◆ GOAL OF THE EXERCISE:
Beneath this task are records; print exactly the stretch of them from the line with "let sum: Decimal" through the line with "let mut best: Option<(&ServiceName, Decimal)>", both ends included.

--------------------

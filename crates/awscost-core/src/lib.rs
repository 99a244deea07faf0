//! Core types, traits, and utilities for awscost
//!
//! This crate provides the cost record model, the Cost Explorer response
//! model and its flattening into records, the aggregations behind every
//! report, and the `CostSource` trait implemented by data providers.

pub mod aggregation;
pub mod aggregation_types;
pub mod error;
pub mod filters;
pub mod provider;
pub mod report;
pub mod response;
pub mod types;

#[cfg(test)]
pub mod test_utils;

// Re-export commonly used types
pub use error::{AwsCostError, Result};
pub use types::{CostRecord, DailyDate, DateRange, ServiceName};
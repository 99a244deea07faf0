//! Aggregation data types for awscost
//!
//! Pure data structures produced by the aggregator. None of them is stored;
//! they are rebuilt from the record set on every run.

use crate::types::{DailyDate, ServiceName};
use rust_decimal::Decimal;
use serde::{Deserialize, Serialize};

/// Summed cost for one calendar month
#[derive(Debug, Clone, PartialEq, Serialize, Deserialize)]
pub struct MonthlyCost {
    /// Year and month in YYYY-MM format
    pub month: String,
    /// Total cost for the month
    pub total_cost: Decimal,
    /// Number of distinct days with records in this month
    pub active_days: usize,
}

/// Summed cost for one service
#[derive(Debug, Clone, PartialEq, Serialize, Deserialize)]
pub struct ServiceCost {
    pub service: ServiceName,
    pub total_cost: Decimal,
}

/// Summed cost for one day
#[derive(Debug, Clone, PartialEq, Serialize, Deserialize)]
pub struct DailyCost {
    pub date: DailyDate,
    pub total_cost: Decimal,
    /// Number of service records on that day
    pub services: usize,
}

/// Headline figures shown as summary cards
#[derive(Debug, Clone, PartialEq, Serialize, Deserialize)]
pub struct Summary {
    /// Sum of all record costs
    pub total_cost: Decimal,
    /// Mean of the per-day sums
    pub average_daily_cost: Decimal,
    /// Service with the highest summed cost
    pub top_service: ServiceCost,
    /// Distinct days present
    pub days: usize,
    /// Distinct services present
    pub services: usize,
    /// Number of records summarized
    pub records: usize,
}

/// Day × service matrix of costs, missing cells filled with zero
#[derive(Debug, Clone, Default, PartialEq, Serialize, Deserialize)]
pub struct DailyServicePivot {
    /// Row labels in ascending order
    pub dates: Vec<DailyDate>,
    /// One column per service, each with `dates.len()` values
    pub series: Vec<(ServiceName, Vec<Decimal>)>,
}

impl DailyServicePivot {
    pub fn is_empty(&self) -> bool {
        self.dates.is_empty()
    }

    /// Largest single cell, or zero for an empty pivot
    pub fn max_value(&self) -> Decimal {
        self.series
            .iter()
            .flat_map(|(_, values)| values.iter().copied())
            .max()
            .unwrap_or(Decimal::ZERO)
    }
}
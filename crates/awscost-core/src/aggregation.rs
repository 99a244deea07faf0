//! Aggregation module for summarizing cost records
//!
//! Every operation is a pure reduction over a slice of [`CostRecord`]s:
//! totals, average daily cost, top service, monthly rollups, per-service
//! breakdowns and the day × service pivot used for charts.
//!
//! Operations that need a non-empty set (`top_service`, `summarize`) return
//! `None` on empty input; callers short-circuit before reaching them.
//!
//! # Examples
//!
//! ```
//! use awscost_core::aggregation::Aggregator;
//! use awscost_core::types::{CostRecord, DailyDate, ServiceName};
//! use rust_decimal::Decimal;
//!
//! let records = vec![
//!     CostRecord::new(DailyDate::parse("2024-01-01").unwrap(), ServiceName::new("EC2"), Decimal::new(1000, 2)),
//!     CostRecord::new(DailyDate::parse("2024-01-01").unwrap(), ServiceName::new("S3"), Decimal::new(500, 2)),
//!     CostRecord::new(DailyDate::parse("2024-01-02").unwrap(), ServiceName::new("EC2"), Decimal::new(1200, 2)),
//! ];
//!
//! let summary = Aggregator::summarize(&records).unwrap();
//! assert_eq!(summary.total_cost, Decimal::new(2700, 2));
//! assert_eq!(summary.average_daily_cost, Decimal::new(1350, 2));
//! assert_eq!(summary.top_service.service.as_str(), "EC2");
//! ```

use crate::aggregation_types::{DailyCost, DailyServicePivot, MonthlyCost, ServiceCost, Summary};
use crate::types::{CostRecord, DailyDate, ServiceName};
use rust_decimal::Decimal;
use std::collections::{BTreeMap, BTreeSet};
use tracing::debug;

/// Stateless collection of cost reductions
pub struct Aggregator;

impl Aggregator {
    /// Sum of all record costs
    pub fn total(records: &[CostRecord]) -> Decimal {
        records.iter().map(|r| r.cost).sum()
    }

    /// Per-day sums, ordered by date
    pub fn daily_totals(records: &[CostRecord]) -> Vec<DailyCost> {
        let mut daily_map: BTreeMap<DailyDate, (Decimal, usize)> = BTreeMap::new();

        for record in records {
            let entry = daily_map.entry(record.date).or_insert((Decimal::ZERO, 0));
            entry.0 += record.cost;
            entry.1 += 1;
        }

        daily_map
            .into_iter()
            .map(|(date, (total_cost, services))| DailyCost {
                date,
                total_cost,
                services,
            })
            .collect()
    }

    /// Mean of the per-day sums over the days present; zero when empty
    pub fn average_daily(records: &[CostRecord]) -> Decimal {
        let daily = Self::daily_totals(records);
        if daily.is_empty() {
            return Decimal::ZERO;
        }

        let sum: Decimal = daily.iter().map(|d| d.total_cost).sum();
        sum / Decimal::from(daily.len())
    }

    /// Per-service sums keyed by service name
    fn service_totals(records: &[CostRecord]) -> BTreeMap<&ServiceName, Decimal> {
        let mut totals: BTreeMap<&ServiceName, Decimal> = BTreeMap::new();
        for record in records {
            *totals.entry(&record.service).or_insert(Decimal::ZERO) += record.cost;
        }
        totals
    }

    /// Service with the highest summed cost
    ///
    /// Among services with equal totals the lexicographically smallest name
    /// wins. Returns `None` for an empty set.
    pub fn top_service(records: &[CostRecord]) -> Option<ServiceCost> {
        let mut best: Option<(&ServiceName, Decimal)> = None;

        // BTreeMap iterates in name order, so only a strictly larger total
        // may replace the current best
        for (service, total) in Self::service_totals(records) {
            match best {
                Some((_, best_total)) if total <= best_total => {}
                _ => best = Some((service, total)),
            }
        }

        best.map(|(service, total_cost)| ServiceCost {
            service: service.clone(),
            total_cost,
        })
    }

    /// Per-month sums ordered by month
    pub fn monthly_trend(records: &[CostRecord]) -> Vec<MonthlyCost> {
        let mut monthly_map: BTreeMap<String, (Decimal, BTreeSet<DailyDate>)> = BTreeMap::new();

        for record in records {
            let entry = monthly_map
                .entry(record.date.month_key())
                .or_insert_with(|| (Decimal::ZERO, BTreeSet::new()));
            entry.0 += record.cost;
            entry.1.insert(record.date);
        }

        monthly_map
            .into_iter()
            .map(|(month, (total_cost, days))| MonthlyCost {
                month,
                total_cost,
                active_days: days.len(),
            })
            .collect()
    }

    /// Per-service sums sorted by cost descending, then by name
    pub fn service_breakdown(records: &[CostRecord]) -> Vec<ServiceCost> {
        let mut breakdown: Vec<ServiceCost> = Self::service_totals(records)
            .into_iter()
            .map(|(service, total_cost)| ServiceCost {
                service: service.clone(),
                total_cost,
            })
            .collect();

        breakdown.sort_by(|a, b| {
            b.total_cost
                .cmp(&a.total_cost)
                .then_with(|| a.service.cmp(&b.service))
        });
        breakdown
    }

    /// Day × service matrix with services in name order
    pub fn daily_by_service(records: &[CostRecord]) -> DailyServicePivot {
        let dates: Vec<DailyDate> = records
            .iter()
            .map(|r| r.date)
            .collect::<BTreeSet<_>>()
            .into_iter()
            .collect();

        let mut cells: BTreeMap<&ServiceName, BTreeMap<DailyDate, Decimal>> = BTreeMap::new();
        for record in records {
            *cells
                .entry(&record.service)
                .or_default()
                .entry(record.date)
                .or_insert(Decimal::ZERO) += record.cost;
        }

        let series = cells
            .into_iter()
            .map(|(service, by_date)| {
                let values = dates
                    .iter()
                    .map(|date| by_date.get(date).copied().unwrap_or(Decimal::ZERO))
                    .collect();
                (service.clone(), values)
            })
            .collect();

        DailyServicePivot { dates, series }
    }

    /// Headline figures for the summary cards; `None` for an empty set
    pub fn summarize(records: &[CostRecord]) -> Option<Summary> {
        let top_service = Self::top_service(records)?;
        let daily = Self::daily_totals(records);
        let services = Self::service_totals(records).len();

        let total_cost = Self::total(records);
        let average_daily_cost = total_cost / Decimal::from(daily.len());

        debug!(
            "Summarized {} records over {} days and {} services",
            records.len(),
            daily.len(),
            services
        );

        Some(Summary {
            total_cost,
            average_daily_cost,
            top_service,
            days: daily.len(),
            services,
            records: records.len(),
        })
    }
}

#[cfg(test)]
mod tests {
    use super::*;
    use crate::test_utils::{dec, record, sample_records};

    #[test]
    fn test_reference_example() {
        let records = sample_records();

        assert_eq!(Aggregator::total(&records), dec("27.00"));
        assert_eq!(Aggregator::average_daily(&records), dec("13.50"));

        let top = Aggregator::top_service(&records).unwrap();
        assert_eq!(top.service.as_str(), "EC2");
        assert_eq!(top.total_cost, dec("22.00"));

        let breakdown = Aggregator::service_breakdown(&records);
        assert_eq!(
            breakdown,
            vec![
                ServiceCost {
                    service: ServiceName::new("EC2"),
                    total_cost: dec("22.00"),
                },
                ServiceCost {
                    service: ServiceName::new("S3"),
                    total_cost: dec("5.00"),
                },
            ]
        );
    }

    #[test]
    fn test_empty_records() {
        assert_eq!(Aggregator::total(&[]), Decimal::ZERO);
        assert_eq!(Aggregator::average_daily(&[]), Decimal::ZERO);
        assert!(Aggregator::top_service(&[]).is_none());
        assert!(Aggregator::summarize(&[]).is_none());
        assert!(Aggregator::monthly_trend(&[]).is_empty());
        assert!(Aggregator::service_breakdown(&[]).is_empty());
        assert!(Aggregator::daily_by_service(&[]).is_empty());
    }

    #[test]
    fn test_top_service_tie_breaks_by_name() {
        let records = vec![
            record("2024-01-01", "Amazon S3", "5.00"),
            record("2024-01-01", "AWS Lambda", "5.00"),
            record("2024-01-02", "Amazon EC2", "2.00"),
            record("2024-01-02", "Amazon EC2", "3.00"),
        ];

        // "AWS Lambda" < "Amazon EC2" < "Amazon S3" in byte order
        let top = Aggregator::top_service(&records).unwrap();
        assert_eq!(top.service.as_str(), "AWS Lambda");
        assert_eq!(top.total_cost, dec("5.00"));

        let names: Vec<_> = Aggregator::service_breakdown(&records)
            .into_iter()
            .map(|s| s.service.to_string())
            .collect();
        assert_eq!(names, vec!["AWS Lambda", "Amazon EC2", "Amazon S3"]);
    }

    #[test]
    fn test_monthly_trend_spans_months() {
        let records = vec![
            record("2024-01-30", "EC2", "1.00"),
            record("2024-01-31", "EC2", "2.00"),
            record("2024-01-31", "S3", "0.50"),
            record("2024-02-01", "EC2", "4.00"),
            record("2023-12-31", "EC2", "8.00"),
        ];

        let monthly = Aggregator::monthly_trend(&records);
        assert_eq!(monthly.len(), 3);
        assert_eq!(monthly[0].month, "2023-12");
        assert_eq!(monthly[1].month, "2024-01");
        assert_eq!(monthly[1].total_cost, dec("3.50"));
        assert_eq!(monthly[1].active_days, 2);
        assert_eq!(monthly[2].month, "2024-02");
        assert_eq!(monthly[2].total_cost, dec("4.00"));
    }

    #[test]
    fn test_average_counts_only_present_days() {
        let records = vec![
            record("2024-01-01", "EC2", "6.00"),
            record("2024-01-05", "EC2", "2.00"),
        ];
        assert_eq!(Aggregator::average_daily(&records), dec("4.00"));

        let summary = Aggregator::summarize(&records).unwrap();
        assert_eq!(summary.days, 2);
        assert_eq!(summary.services, 1);
        assert_eq!(summary.records, 2);
    }

    #[test]
    fn test_daily_totals() {
        let daily = Aggregator::daily_totals(&sample_records());
        assert_eq!(daily.len(), 2);
        assert_eq!(daily[0].date.to_string(), "2024-01-01");
        assert_eq!(daily[0].total_cost, dec("15.00"));
        assert_eq!(daily[0].services, 2);
        assert_eq!(daily[1].total_cost, dec("12.00"));
    }

    #[test]
    fn test_daily_by_service_fills_gaps() {
        let pivot = Aggregator::daily_by_service(&sample_records());
        assert_eq!(pivot.dates.len(), 2);
        assert_eq!(pivot.series.len(), 2);

        let (ec2, ec2_values) = &pivot.series[0];
        assert_eq!(ec2.as_str(), "EC2");
        assert_eq!(ec2_values, &vec![dec("10.00"), dec("12.00")]);

        let (s3, s3_values) = &pivot.series[1];
        assert_eq!(s3.as_str(), "S3");
        assert_eq!(s3_values, &vec![dec("5.00"), Decimal::ZERO]);

        assert_eq!(pivot.max_value(), dec("12.00"));
    }

    #[test]
    fn test_negative_credits_reduce_totals() {
        let records = vec![
            record("2024-01-01", "EC2", "10.00"),
            record("2024-01-01", "Credits", "-4.00"),
        ];
        assert_eq!(Aggregator::total(&records), dec("6.00"));
        assert_eq!(
            Aggregator::top_service(&records).unwrap().service.as_str(),
            "EC2"
        );
    }
}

--------------------

◆ ANSWER SPACE:
        let sum: Decimal = daily.iter().map(|d| d.total_cost).sum();
        sum / Decimal::from(daily.len())
    }

    /// Per-service sums keyed by service name
    fn service_totals(records: &[CostRecord]) -> BTreeMap<&ServiceName, Decimal> {
        let mut totals: BTreeMap<&ServiceName, Decimal> = BTreeMap::new();
        for record in records {
            *totals.entry(&record.service).or_insert(Decimal::ZERO) += record.cost;
        }
        totals
    }

    /// Service with the highest summed cost
    ///
    /// Among services with equal totals the lexicographically smallest name
    /// wins. Returns `None` for an empty set.
    pub fn top_service(records: &[CostRecord]) -> Option<ServiceCost> {
        let mut best: Option<(&ServiceName, Decimal)> = None;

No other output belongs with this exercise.